Despite the promise implicit in its title, the small contract for the study was not awarded to one of Europe's many research institutes specializing in the economics of innovation, but to the legally oriented Intellectual Property Institute in London, which has no economists on staff and at best a limited record of conducting economic research. The economist brought in on the study did a respectable review of the literature in 11 pages, a minor fraction of the report, which as a whole dwelt extensively on legal issues.[22] As noted, there were discrepancies between the economics section and the summary, yet the Commission did not provide for peer review, either in writing or through a public event. Nevertheless, the analysis in the memo that accompanies the Commission's draft directive is largely based on selected statements from the study and basically justifies the direction indicated in the 1997 and 1999 documents.

Most regrettably, Internal Market as the lead DG on intellectual property has failed to address the larger economic and institutional problems inherent in the patent system, even as it moves Europe toward the laudable goal of a community patent. Indeed, instead of making an effort to better understand how the system affects competition and innovation, it has invested resources in unabashedly promoting greater use of the system. In effect, this urges Europe into the kind of strategic portfolio building that operates as a limitation and barrier to small businesses in the U.S. To this end, the Commission jeopardized its reputation for objectivity by awarding a large contract to IBM, a company with a uniquely voluminous portfolio and a famously aggressive licensing program, to make recommendations on how national patent offices should promote patenting.[23]

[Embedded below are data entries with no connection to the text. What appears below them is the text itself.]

pub mod renderer;
#[cfg(feature = "viewer")]
pub mod viewer;
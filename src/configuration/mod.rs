pub mod config;
pub mod tables;
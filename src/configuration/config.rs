//! Configuration types for the deterministic body table.
//!
//! This module defines a `serde`-deserializable description of every body the
//! background animation will ever show. Nothing here is sampled at runtime:
//! the same table always yields the same topology.
//!
//! - [`MainSphereConfig`]       – grid, silhouette and motion of the main sphere
//! - [`StaticDotEntry`]         – hand-tuned size/jitter/moons of the first grid dots
//! - [`PlanetTableConfig`]      – planet bodies that orbit the sphere
//! - [`BigBodyTableConfig`]     – independently orbiting big bodies
//! - [`BodyTableConfig`]        – top-level wrapper, loadable from YAML
//!
//! # YAML format
//! Every field has a default, so an override file only names what it changes:
//!
//! ```yaml
//! time_step: 0.01
//! main_sphere:
//!   grid_resolution: 36
//!   dot_placement_radius: 0.9
//! planets:
//!   count: 4
//! orbital_big_bodies:
//!   count: 6
//! ```

use std::fs::File;
use std::io::BufReader;
use std::path::Path;

use anyhow::{Context, Result};
use serde::Deserialize;

use crate::configuration::tables::{big_body_entries, big_body_accent, planet_entries, static_dot_table};

/// Top-level body table
#[derive(Deserialize, Debug, Clone)]
#[serde(default)]
pub struct BodyTableConfig {
    pub time_step: f64, // clock advance per rendered frame
    pub main_sphere: MainSphereConfig,
    pub static_dots: Vec<StaticDotEntry>, // per-grid-index overrides, index-derived beyond the end
    pub planets: PlanetTableConfig,
    pub orbital_big_bodies: BigBodyTableConfig,
}

impl Default for BodyTableConfig {
    fn default() -> Self {
        Self {
            time_step: 0.01,
            main_sphere: MainSphereConfig::default(),
            static_dots: static_dot_table(),
            planets: PlanetTableConfig::default(),
            orbital_big_bodies: BigBodyTableConfig::default(),
        }
    }
}

/// Grid layout, moon assignment, silhouette shape and orbit of the main sphere
#[derive(Deserialize, Debug, Clone)]
#[serde(default)]
pub struct MainSphereConfig {
    pub grid_resolution: usize,    // points per grid side
    pub dot_placement_radius: f64, // keep grid points with normalized radius <= this
    pub moon_dots_ratio: f64,      // fraction of kept dots that carry moons
    pub grid_spin_speed: f64,      // in-plane rotation of the dot grid, rad per time unit
    pub shape: SilhouetteConfig,
    pub motion: SphereMotionConfig,
}

impl Default for MainSphereConfig {
    fn default() -> Self {
        Self {
            grid_resolution: 28,
            dot_placement_radius: 0.9,
            moon_dots_ratio: 0.6,
            grid_spin_speed: 0.12,
            shape: SilhouetteConfig::default(),
            motion: SphereMotionConfig::default(),
        }
    }
}

/// Organic outline of the sphere: `r(θ) = R * (1 + bump + detail + breathe)`
#[derive(Deserialize, Debug, Clone)]
#[serde(default)]
pub struct SilhouetteConfig {
    pub samples: usize,            // points on the closed clip path
    pub subtle_bumps: f64,         // angular frequency of the large bumps
    pub bump_amplitude: f64,
    pub fine_details: f64,         // angular frequency of the fine ripples
    pub detail_amplitude: f64,
    pub breathing_intensity: f64,  // angular frequency of the breathing wave
    pub breathing_speed: f64,      // how fast the breathing wave travels
    pub breathing_amplitude: f64,
    pub edge_fade_start: f64,      // normalized radius where dots start fading
    pub edge_fade_floor: f64,      // alpha multiplier reached at the rim
}

impl Default for SilhouetteConfig {
    fn default() -> Self {
        Self {
            samples: 96,
            subtle_bumps: 6.0,
            bump_amplitude: 0.04,
            fine_details: 18.0,
            detail_amplitude: 0.015,
            breathing_intensity: 3.0,
            breathing_speed: 2.0,
            breathing_amplitude: 0.02,
            edge_fade_start: 0.85,
            edge_fade_floor: 0.15,
        }
    }
}

/// Where the sphere sits and how it moves for each section
#[derive(Deserialize, Debug, Clone)]
#[serde(default)]
pub struct SphereMotionConfig {
    pub home_radius_factor: f64,   // base radius as fraction of min(width, height)
    pub me_radius_factor: f64,
    pub orbit_speed: f64,          // angular speed of the home-mode orbit
    pub orbit_radius_x: f64,       // fraction of canvas width
    pub orbit_radius_z: f64,       // fraction of canvas width (depth)
    pub vertical_wobble: f64,      // px, follows half the orbit angle
    pub vertical_oscillation: f64, // px, independent slow bob
    pub oscillation_speed: f64,
    pub breathing_px: f64,         // px added/removed from the base radius
    pub me_anchor_x: f64,          // fraction of canvas width
    pub me_anchor_y: f64,          // fraction of canvas height
    pub orbit_unit_fraction: f64,  // px per orbit-radius unit, as fraction of min(width, height)
}

impl Default for SphereMotionConfig {
    fn default() -> Self {
        Self {
            home_radius_factor: 0.62,
            me_radius_factor: 1.2,
            orbit_speed: 0.3,
            orbit_radius_x: 0.4,
            orbit_radius_z: 0.25,
            vertical_wobble: 20.0,
            vertical_oscillation: 32.0,
            oscillation_speed: 0.5,
            breathing_px: 16.0,
            me_anchor_x: 0.25,
            me_anchor_y: 0.5,
            orbit_unit_fraction: 0.25,
        }
    }
}

/// One moon of a grid dot, relative to its parent dot
#[derive(Deserialize, Debug, Clone, PartialEq)]
pub struct DotMoonEntry {
    pub orbit_radius: f64, // multiple of the parent dot size
    pub orbit_speed: f64,
    pub orbit_angle: f64,
    pub orbit_tilt: f64,   // 0 = flat, PI/2 = edge-on
    pub moon_size: f64,    // multiple of the parent dot size
}

/// Fixed size and jitter for one kept grid dot
#[derive(Deserialize, Debug, Clone, PartialEq)]
pub struct StaticDotEntry {
    pub size: f64,
    pub offset_x: f64,
    pub offset_y: f64,
    #[serde(default)]
    pub moons: Vec<DotMoonEntry>,
}

/// Per-moon parameter arrays; the moon count is the shortest required array
#[derive(Deserialize, Debug, Clone, Default, PartialEq)]
#[serde(default)]
pub struct MoonTable {
    pub angles: Vec<f64>,
    pub distances: Vec<f64>,
    pub speeds: Vec<f64>,
    pub tilts: Vec<f64>,
    pub sizes: Vec<f64>,        // optional, defaults to DEFAULT_MOON_SIZE
    pub inclinations: Vec<f64>, // optional, defaults to 0
}

pub const DEFAULT_MOON_SIZE: f64 = 0.3;

impl MoonTable {
    pub fn count(&self) -> usize {
        self.angles.len()
            .min(self.distances.len())
            .min(self.speeds.len())
            .min(self.tilts.len())
    }
}

/// RGBA with 8-bit channels and float alpha
#[derive(Deserialize, Debug, Clone, Copy, PartialEq)]
pub struct ColorConfig {
    pub r: u8,
    pub g: u8,
    pub b: u8,
    pub alpha: f64,
}

/// One planet body orbiting the main sphere
#[derive(Deserialize, Debug, Clone, PartialEq)]
pub struct PlanetEntry {
    pub angle: f64,              // phase offset
    pub base_radius: f64,        // orbit-radius units
    pub size: f64,
    pub orbit_speed: f64,
    pub orbit_tilt: f64,
    pub orbit_eccentricity: f64, // depth axis squash, 1 = circle
    #[serde(default)]
    pub orbit_inclination: f64,
    #[serde(default)]
    pub orbit_rotation: f64,
    pub spin_speed: f64,
    pub spin_direction: f64,
    #[serde(default)]
    pub fat: bool,
    #[serde(default)]
    pub color: Option<ColorConfig>,
    #[serde(default)]
    pub halo: bool,
    #[serde(default)]
    pub moons: MoonTable,
}

#[derive(Deserialize, Debug, Clone)]
#[serde(default)]
pub struct PlanetTableConfig {
    pub count: Option<usize>, // authoritative when set
    pub count_ratio: usize,   // otherwise max(min_count, grid_dots / count_ratio)
    pub min_count: usize,
    pub shell_particles: usize,
    pub entries: Vec<PlanetEntry>,
}

impl Default for PlanetTableConfig {
    fn default() -> Self {
        Self {
            count: Some(3),
            count_ratio: 40,
            min_count: 2,
            shell_particles: 24,
            entries: planet_entries(),
        }
    }
}

/// One orbital big body with full 3D orbit orientation
#[derive(Deserialize, Debug, Clone, PartialEq)]
pub struct BigBodyEntry {
    pub size: f64,
    pub orbit_radius: f64, // orbit-radius units
    pub orbit_speed: f64,
    pub orbit_angle: f64,
    pub orbit_tilt: f64,
    pub orbit_rotation: f64,
    pub orbit_inclination: f64,
    pub orbit_direction: f64,
    pub spin_speed: f64,
    pub spin_direction: f64,
    #[serde(default)]
    pub moons: MoonTable,
}

#[derive(Deserialize, Debug, Clone)]
#[serde(default)]
pub struct BigBodyTableConfig {
    pub count: usize,
    pub shell_particles: usize,
    pub entries: Vec<BigBodyEntry>, // the first count - 1 bodies
    pub accent: BigBodyEntry,       // always the last body
}

impl Default for BigBodyTableConfig {
    fn default() -> Self {
        Self {
            count: 6,
            shell_particles: 18,
            entries: big_body_entries(),
            accent: big_body_accent(),
        }
    }
}

/// Load a body table override from YAML
pub fn load_body_table(path: &Path) -> Result<BodyTableConfig> {
    let file = File::open(path)
        .with_context(|| format!("failed to open body table {}", path.display()))?;
    let reader = BufReader::new(file);
    let table: BodyTableConfig = serde_yaml::from_reader(reader)
        .with_context(|| format!("failed to parse body table {}", path.display()))?;
    Ok(table)
}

In the same vein, the Commission has pursued planning for insurance to support patent enforcement through litigation, since it is known to be costly for SME. This, however, was premised on another misunderstanding of the U.S. situation. As the contracted study concluded: "The tacitly assumed successful and wide use of insurance in the USA proved to be illusory." The investigation showed that the principal insurance market in the U.S. was for defensive insurance and that the insurers themselves were fearful of the risks involved.[24] Their concerns were remarkably consistent with the picture of patent minefields and attendant risk and uncertainty painted in the FTC/DOJ hearings.